Ren'ai Road (仁愛路 (Rén'ài Lù), sometimes spelled RenAi, Renai or Ren-Ai) is a major arterial road in Taipei, Taiwan, connecting the Xinyi District in the east with the Daan District and Zhongzheng District towards the west.

Ren'ai Road forms a one-way couplet with Xinyi Road between Taipei City Hall and Zhongshan Road, with Ren'ai for westbound traffic and Xinyi for eastbound traffic. Along with Xinyi Road, Ren'ai Road has a contraflow bus only lane in the middle of the roadway. Plans to make the road two-way were shelved in 2015. The primarily one-way nature of the road, but with a contraflow bus-lane going the other way, was blamed for the death of US neuroscientist Bruce Bridgeman, who had been looking one way and not the other whilst crossing the road, but was struck by a bus going through the bus-only lane. Following the accident, bilingual English and Chinese signage was installed on the crossings on Ren'ai Road in 2017.

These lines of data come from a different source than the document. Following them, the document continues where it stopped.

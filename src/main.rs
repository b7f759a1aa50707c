use anyhow::Result;
use clap::{Parser, Subcommand, ValueEnum};
use trm::core::Direction;
use trm::core::log::init_logging;

#[derive(Parser)]
#[command(version, about)]
struct Cli {
    /// Enable verbose logging
    #[arg(short, long, global = true)]
    verbose: bool,

    /// Path to optional configuration file
    #[arg(short, long, global = true)]
    config_path: Option<String>,

    #[command(subcommand)]
    command: Option<Commands>,
}

#[derive(Clone, Copy, ValueEnum)]
enum DirectionArg {
    /// US dollars to Colombian pesos
    UsdCop,
    /// Colombian pesos to US dollars
    CopUsd,
}

impl From<DirectionArg> for Direction {
    fn from(arg: DirectionArg) -> Direction {
        match arg {
            DirectionArg::UsdCop => Direction::UsdToCop,
            DirectionArg::CopUsd => Direction::CopToUsd,
        }
    }
}

impl From<Commands> for trm::AppCommand {
    fn from(cmd: Commands) -> trm::AppCommand {
        match cmd {
            Commands::Show { json } => trm::AppCommand::Show { json },
            Commands::Convert { amount, direction } => trm::AppCommand::Convert {
                amount,
                direction: direction.into(),
            },
            Commands::Interactive => trm::AppCommand::Interactive,
            Commands::Setup => unreachable!("Setup command should be handled separately"),
        }
    }
}

#[derive(Subcommand)]
enum Commands {
    /// Create default configuration
    Setup,
    /// Display the current TRM (default)
    Show {
        /// Print the rate as JSON
        #[arg(long)]
        json: bool,
    },
    /// Convert an amount with the current TRM
    Convert {
        /// Amount to convert
        #[arg(allow_hyphen_values = true)]
        amount: String,
        #[arg(short, long, value_enum, default_value_t = DirectionArg::UsdCop)]
        direction: DirectionArg,
    },
    /// Interactive converter
    Interactive,
}

#[tokio::main]
async fn main() -> Result<()> {
    let cli = Cli::parse();

    init_logging(cli.verbose);

    let command = cli.command.unwrap_or(Commands::Show { json: false });
    let result = match command {
        Commands::Setup => trm::cli::setup::setup(),
        cmd => trm::run_command(cmd.into(), cli.config_path.as_deref()).await,
    };

    if let Err(e) = &result {
        tracing::error!(error = %e, "Application failed");
    }
    result
}
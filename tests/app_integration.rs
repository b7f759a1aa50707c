use std::sync::Arc;
use tracing::{error, info};

// Adds automatic logging to test
mod test_utils {
    use trm::providers::datos_gov::LATEST_RATE_QUERY;
    use wiremock::matchers::{method, path, query_param};
    use wiremock::{Mock, MockServer, ResponseTemplate};

    pub const DATASET: &str = "32sa-8pi3";

    /// The mock fails verification on drop unless it saw exactly one request.
    pub async fn create_mock_server(mock_response: &str) -> MockServer {
        let mock_server = MockServer::start().await;

        Mock::given(method("GET"))
            .and(path(format!("/resource/{DATASET}.json")))
            .and(query_param("$query", LATEST_RATE_QUERY))
            .respond_with(ResponseTemplate::new(200).set_body_string(mock_response))
            .expect(1)
            .mount(&mock_server)
            .await;

        mock_server
    }

    pub fn write_config(file: &tempfile::NamedTempFile, base_url: &str) {
        let config_content = format!(
            r#"
        provider:
          base_url: {base_url}
          dataset: "{DATASET}"
    "#
        );
        std::fs::write(file.path(), config_content).expect("Failed to write config file");
    }
}

const SAMPLE_RESPONSE: &str =
    r#"[{"valor":"4000.50","vigenciadesde":"2024-01-10","vigenciahasta":"2024-01-10"}]"#;

#[test_log::test(tokio::test)]
async fn test_loader_against_mock_endpoint() {
    use trm::core::{LoadStatus, RateLoader};
    use trm::providers::DatosGovProvider;

    let mock_server = test_utils::create_mock_server(SAMPLE_RESPONSE).await;
    let provider = DatosGovProvider::new(&mock_server.uri(), test_utils::DATASET);
    let mut loader = RateLoader::start(Arc::new(provider));

    let status = loader.settled().await;
    let LoadStatus::Ready(rate) = &status else {
        panic!("Expected a loaded rate, got {status:?}");
    };
    assert_eq!(trm::cli::ui::format_rate_value(rate), "$4000.50 COP");

    // Converting repeatedly reads the loaded status; it never refetches.
    let mut state = trm::core::ConversionState::default();
    for amount in ["1", "10", "100"] {
        state.set_input(amount);
        let rate = loader.status();
        assert!(state.output(rate.rate().unwrap()).is_some());
    }
}

#[test_log::test(tokio::test)]
async fn test_empty_dataset_is_no_data_error() {
    use trm::core::{LoadStatus, RateLoader};
    use trm::providers::DatosGovProvider;

    let mock_server = test_utils::create_mock_server("[]").await;
    let provider = DatosGovProvider::new(&mock_server.uri(), test_utils::DATASET);
    let mut loader = RateLoader::start(Arc::new(provider));

    assert_eq!(
        loader.settled().await,
        LoadStatus::Error("No se encontraron datos de TRM".to_string())
    );
}

#[test_log::test(tokio::test)]
async fn test_full_app_flow_with_mock() {
    let mock_server = test_utils::create_mock_server(SAMPLE_RESPONSE).await;
    let config_file = tempfile::NamedTempFile::new().expect("Failed to create temp file");
    test_utils::write_config(&config_file, &mock_server.uri());

    let result = trm::run_command(
        trm::AppCommand::Show { json: false },
        Some(config_file.path().to_str().unwrap()),
    )
    .await;
    assert!(
        result.is_ok(),
        "Show command failed with: {:?}",
        result.err()
    );
}

#[test_log::test(tokio::test)]
async fn test_convert_flow_with_mock() {
    let mock_server = test_utils::create_mock_server(SAMPLE_RESPONSE).await;
    let config_file = tempfile::NamedTempFile::new().expect("Failed to create temp file");
    test_utils::write_config(&config_file, &mock_server.uri());

    let result = trm::run_command(
        trm::AppCommand::Convert {
            amount: "100".to_string(),
            direction: trm::core::Direction::UsdToCop,
        },
        Some(config_file.path().to_str().unwrap()),
    )
    .await;
    assert!(
        result.is_ok(),
        "Convert command failed with: {:?}",
        result.err()
    );
}

#[test_log::test(tokio::test)]
async fn test_full_app_flow_reports_empty_dataset() {
    let mock_server = test_utils::create_mock_server("[]").await;
    let config_file = tempfile::NamedTempFile::new().expect("Failed to create temp file");
    test_utils::write_config(&config_file, &mock_server.uri());

    let result = trm::run_command(
        trm::AppCommand::Show { json: true },
        Some(config_file.path().to_str().unwrap()),
    )
    .await;
    assert_eq!(
        result.unwrap_err().to_string(),
        "No se encontraron datos de TRM"
    );
}

#[test_log::test(tokio::test)]
async fn test_unreadable_config_path_fails() {
    let dir = tempfile::TempDir::new().expect("Failed to create temp dir");
    let missing = dir.path().join("missing.yaml");

    let result =
        trm::run_command(trm::AppCommand::Show { json: false }, missing.to_str()).await;
    assert!(
        result
            .unwrap_err()
            .to_string()
            .contains("Failed to read config file")
    );
}

#[test_log::test(tokio::test)]
#[ignore = "hits the live datos.gov.co endpoint"]
async fn test_real_datos_gov_api() {
    use trm::core::RateProvider;
    use trm::core::config::{DEFAULT_BASE_URL, DEFAULT_DATASET};
    use trm::providers::DatosGovProvider;

    let provider = DatosGovProvider::new(DEFAULT_BASE_URL, DEFAULT_DATASET);
    info!("Fetching TRM from datos.gov.co");

    match provider.fetch_latest().await {
        Ok(rates) => {
            info!(?rates, "Received successful TRM response");
            let rate = rates.first().expect("At least one TRM record");
            assert!(rate.per_usd() > 0.0, "Rate should be positive");
            assert!(rate.valid_to() >= rate.valid_from());
        }
        Err(e) => {
            error!("TRM request failed: {e}\n{e:?}");
            panic!("TRM request failed: {e}");
        }
    }
}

As of 2023, the Palace mansion on Ren'ai Road had been valued as Taiwan's most valuable residential property for 13 years running.

== Sections ==
Unlike other Taipei arterials, Ren'ai Road does not have directional sections dividing the entire stretch of road, only divided-numbered sections.
- Section 1: Zhongshan S. Road – Hangzhou S. Road
- Section 2: Hangzhou S. Road – Xinsheng S. Road
- Section 3: Xinsheng S. Road – Fuxing S. Road
- Section 4: Fuxing S. Road – Shifu Road

== Major intersections ==
- Zhongshan Road
- Linsen Road
- Jinshan Road
- Xinsheng Road
- Jianguo Road
- Fuxing Road
- Dunhua Road
- Yanji Street
- Guangfu Road
- Shifu Road

== Other ==
The eastern terminus of Ren'ai Road is designed with unique aesthetic features since the end of the road faces the entrance of Taipei City Hall.